### Brief
Please retype every entry, keeping each one exactly as written.

### Records for the exercise
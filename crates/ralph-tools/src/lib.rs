#![deny(unsafe_code)]
#![warn(missing_docs)]
#![deny(clippy::all)]
#![warn(unreachable_pub)]
//! A reference `ToolRegistry` for the ralph agent execution engine.
//!
//! Implements spec.md §1's `ToolRegistry` trait (`execute`, `is_thread_safe`)
//! with a small set of built-in file and shell tools, so the workspace is
//! runnable and testable end-to-end without a production tool plugin set.
//! This is a demonstrative registry, not "the tools" — production
//! deployments are expected to bring their own (see SPEC_FULL.md §1.1).
//!
//! File-write tools (`write_file`, `edit_file`) re-verify their target path
//! atomically at open time via `ralph_policy::verify_and_open`, closing the
//! TOCTOU window between approval and execution (spec.md §4.1). All path
//! arguments use the key `"path"`, matching `ralph-policy`'s protected-file
//! and allowlist argument extraction.

mod bash;
mod edit_file;
mod glob;
mod read_file;
mod write_file;

pub use bash::BashTool;
pub use edit_file::EditFileTool;
pub use glob::GlobTool;
pub use read_file::ReadFileTool;
pub use write_file::WriteFileTool;

use std::collections::HashMap;

use ralph_core::{ToolCall, ToolExecCtx, ToolResult};

/// Maximum output size in characters before truncation, matching the
/// teacher's output-budget discipline for tool results fed back to an LLM.
const MAX_OUTPUT_CHARS: usize = 30_000;

/// One built-in tool, dispatched by name from [`DefaultToolRegistry`].
pub trait BuiltinTool: Send + Sync {
    /// Tool name, as it appears in `ToolCall::name`.
    fn name(&self) -> &'static str;
    /// Whether this tool is safe to run concurrently with other
    /// thread-safe tools in the same batch (spec.md §4.4).
    fn is_thread_safe(&self) -> bool;
    /// Executes the call, returning the JSON-or-plain-text payload that
    /// becomes the success half of a `ToolResult`, or an error message.
    fn run(&self, arguments: &serde_json::Value) -> Result<String, String>;
}

/// A `ralph_core::ToolRegistry` built from a fixed set of [`BuiltinTool`]s.
///
/// Dispatch is a name lookup; there is no plugin loading or MCP routing
/// here (those are out of scope per spec.md §1 — the batch executor
/// branches to an MCP client itself for `mcp_*` names before ever
/// reaching a `ToolRegistry`).
pub struct DefaultToolRegistry {
    tools: HashMap<&'static str, Box<dyn BuiltinTool>>,
}

impl DefaultToolRegistry {
    /// Builds a registry with the reference tool set registered.
    #[must_use]
    pub fn new() -> Self {
        let mut tools: HashMap<&'static str, Box<dyn BuiltinTool>> = HashMap::new();
        for tool in default_tools() {
            tools.insert(tool.name(), tool);
        }
        Self { tools }
    }

    /// Registers an additional tool, overwriting any existing tool of the
    /// same name. Lets an embedder extend the reference set in tests.
    pub fn register(&mut self, tool: Box<dyn BuiltinTool>) {
        self.tools.insert(tool.name(), tool);
    }
}

impl Default for DefaultToolRegistry {
    fn default() -> Self {
        Self::new()
    }
}

fn default_tools() -> Vec<Box<dyn BuiltinTool>> {
    vec![
        Box::new(ReadFileTool),
        Box::new(WriteFileTool),
        Box::new(EditFileTool),
        Box::new(GlobTool),
        Box::new(BashTool),
    ]
}

impl ralph_core::ToolRegistry for DefaultToolRegistry {
    fn execute(&self, call: &ToolCall, _ctx: &ToolExecCtx) -> ToolResult {
        let Some(tool) = self.tools.get(call.name.as_str()) else {
            return ToolResult::error(&call.id, "tool_failed", format!("unknown tool: {}", call.name));
        };

        let arguments = call.arguments_value();
        match tool.run(&arguments) {
            Ok(payload) => {
                let truncated = truncate_output(payload);
                ToolResult {
                    tool_call_id: call.id.clone(),
                    result: serde_json::json!({ "output": truncated }).to_string(),
                    success: true,
                    clear_history: false,
                }
            }
            Err(message) => {
                tracing::debug!(tool = %call.name, error = %message, "builtin tool failed");
                ToolResult::error(&call.id, "tool_failed", message)
            }
        }
    }

    fn is_thread_safe(&self, name: &str) -> bool {
        self.tools.get(name).is_some_and(|t| t.is_thread_safe())
    }
}

/// Truncates `output` to [`MAX_OUTPUT_CHARS`], appending a notice if it
/// was cut off.
#[must_use]
pub fn truncate_output(output: String) -> String {
    if output.chars().count() <= MAX_OUTPUT_CHARS {
        return output;
    }
    let mut truncated: String = output.chars().take(MAX_OUTPUT_CHARS).collect();
    truncated.push_str("\n\n... (output truncated — exceeded 30000 character limit)");
    truncated
}

#[cfg(test)]
mod tests {
    use super::*;
    use ralph_core::ToolRegistry as _;

    fn call(name: &str, args: serde_json::Value) -> ToolCall {
        ToolCall { id: "c1".into(), name: name.into(), arguments: args.to_string() }
    }

    #[test]
    fn unknown_tool_fails_without_panicking() {
        let registry = DefaultToolRegistry::new();
        let result = registry.execute(&call("nonexistent", serde_json::json!({})), &ToolExecCtx::default());
        assert!(!result.success);
        assert!(result.result.contains("tool_failed"));
    }

    #[test]
    fn thread_safety_matches_tool_kind() {
        let registry = DefaultToolRegistry::new();
        assert!(registry.is_thread_safe("read_file"));
        assert!(registry.is_thread_safe("glob"));
        assert!(!registry.is_thread_safe("write_file"));
        assert!(!registry.is_thread_safe("edit_file"));
        assert!(!registry.is_thread_safe("bash"));
        assert!(!registry.is_thread_safe("nonexistent"));
    }

    #[test]
    fn truncate_output_passes_small_text_through() {
        let small = "hello".to_string();
        assert_eq!(truncate_output(small.clone()), small);
    }

    #[test]
    fn truncate_output_cuts_large_text() {
        let large = "x".repeat(40_000);
        let result = truncate_output(large);
        assert!(result.len() < 40_000);
        assert!(result.contains("output truncated"));
    }
}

### Expected answer
filename crates/ralph-tools/src/lib.rs
#![deny(unsafe_code)]
#![warn(missing_docs)]
#![deny(clippy::all)]
#![warn(unreachable_pub)]
//! A reference `ToolRegistry` for the ralph agent execution engine.
//!
//! Implements spec.md §1's `ToolRegistry` trait (`execute`, `is_thread_safe`)
//! with a small set of built-in file and shell tools, so the workspace is
//! runnable and testable end-to-end without a production tool plugin set.
//! This is a demonstrative registry, not "the tools" — production
//! deployments are expected to bring their own (see SPEC_FULL.md §1.1).
//!
//! File-write tools (`write_file`, `edit_file`) re-verify their target path
//! atomically at open time via `ralph_policy::verify_and_open`, closing the
//! TOCTOU window between approval and execution (spec.md §4.1). All path
//! arguments use the key `"path"`, matching `ralph-policy`'s protected-file
//! and allowlist argument extraction.

mod bash;
mod edit_file;
mod glob;
mod read_file;
mod write_file;

pub use bash::BashTool;
pub use edit_file::EditFileTool;
pub use glob::GlobTool;
pub use read_file::ReadFileTool;
pub use write_file::WriteFileTool;

use std::collections::HashMap;

use ralph_core::{ToolCall, ToolExecCtx, ToolResult};

/// Maximum output size in characters before truncation, matching the
/// teacher's output-budget discipline for tool results fed back to an LLM.
const MAX_OUTPUT_CHARS: usize = 30_000;

/// One built-in tool, dispatched by name from [`DefaultToolRegistry`].
pub trait BuiltinTool: Send + Sync {
    /// Tool name, as it appears in `ToolCall::name`.
    fn name(&self) -> &'static str;
    /// Whether this tool is safe to run concurrently with other
    /// thread-safe tools in the same batch (spec.md §4.4).
    fn is_thread_safe(&self) -> bool;
    /// Executes the call, returning the JSON-or-plain-text payload that
    /// becomes the success half of a `ToolResult`, or an error message.
    fn run(&self, arguments: &serde_json::Value) -> Result<String, String>;
}

/// A `ralph_core::ToolRegistry` built from a fixed set of [`BuiltinTool`]s.
///
/// Dispatch is a name lookup; there is no plugin loading or MCP routing
/// here (those are out of scope per spec.md §1 — the batch executor
/// branches to an MCP client itself for `mcp_*` names before ever
/// reaching a `ToolRegistry`).
pub struct DefaultToolRegistry {
    tools: HashMap<&'static str, Box<dyn BuiltinTool>>,
}

impl DefaultToolRegistry {
    /// Builds a registry with the reference tool set registered.
    #[must_use]
    pub fn new() -> Self {
        let mut tools: HashMap<&'static str, Box<dyn BuiltinTool>> = HashMap::new();
        for tool in default_tools() {
            tools.insert(tool.name(), tool);
        }
        Self { tools }
    }

    /// Registers an additional tool, overwriting any existing tool of the
    /// same name. Lets an embedder extend the reference set in tests.
    pub fn register(&mut self, tool: Box<dyn BuiltinTool>) {
        self.tools.insert(tool.name(), tool);
    }
}

impl Default for DefaultToolRegistry {
    fn default() -> Self {
        Self::new()
    }
}

fn default_tools() -> Vec<Box<dyn BuiltinTool>> {
    vec![
        Box::new(ReadFileTool),
        Box::new(WriteFileTool),
        Box::new(EditFileTool),
        Box::new(GlobTool),
        Box::new(BashTool),
    ]
}

impl ralph_core::ToolRegistry for DefaultToolRegistry {
    fn execute(&self, call: &ToolCall, _ctx: &ToolExecCtx) -> ToolResult {
        let Some(tool) = self.tools.get(call.name.as_str()) else {
            return ToolResult::error(&call.id, "tool_failed", format!("unknown tool: {}", call.name));
        };

        let arguments = call.arguments_value();
        match tool.run(&arguments) {
            Ok(payload) => {
                let truncated = truncate_output(payload);
                ToolResult {
                    tool_call_id: call.id.clone(),
                    result: serde_json::json!({ "output": truncated }).to_string(),
                    success: true,
                    clear_history: false,
                }
            }
            Err(message) => {
                tracing::debug!(tool = %call.name, error = %message, "builtin tool failed");
                ToolResult::error(&call.id, "tool_failed", message)
            }
        }
    }

    fn is_thread_safe(&self, name: &str) -> bool {
        self.tools.get(name).is_some_and(|t| t.is_thread_safe())
    }
}

/// Truncates `output` to [`MAX_OUTPUT_CHARS`], appending a notice if it
/// was cut off.
#[must_use]
pub fn truncate_output(output: String) -> String {
    if output.chars().count() <= MAX_OUTPUT_CHARS {
        return output;
    }
    let mut truncated: String = output.chars().take(MAX_OUTPUT_CHARS).collect();
    truncated.push_str("\n\n... (output truncated — exceeded 30000 character limit)");
    truncated
}

#[cfg(test)]
mod tests {
    use super::*;
    use ralph_core::ToolRegistry as _;

    fn call(name: &str, args: serde_json::Value) -> ToolCall {
        ToolCall { id: "c1".into(), name: name.into(), arguments: args.to_string() }
    }

    #[test]
    fn unknown_tool_fails_without_panicking() {
        let registry = DefaultToolRegistry::new();
        let result = registry.execute(&call("nonexistent", serde_json::json!({})), &ToolExecCtx::default());
        assert!(!result.success);
        assert!(result.result.contains("tool_failed"));
    }

    #[test]
    fn thread_safety_matches_tool_kind() {
        let registry = DefaultToolRegistry::new();
        assert!(registry.is_thread_safe("read_file"));
        assert!(registry.is_thread_safe("glob"));
        assert!(!registry.is_thread_safe("write_file"));
        assert!(!registry.is_thread_safe("edit_file"));
        assert!(!registry.is_thread_safe("bash"));
        assert!(!registry.is_thread_safe("nonexistent"));
    }

    #[test]
    fn truncate_output_passes_small_text_through() {
        let small = "hello".to_string();
        assert_eq!(truncate_output(small.clone()), small);
    }

    #[test]
    fn truncate_output_cuts_large_text() {
        let large = "x".repeat(40_000);
        let result = truncate_output(large);
        assert!(result.len() < 40_000);
        assert!(result.contains("output truncated"));
    }
}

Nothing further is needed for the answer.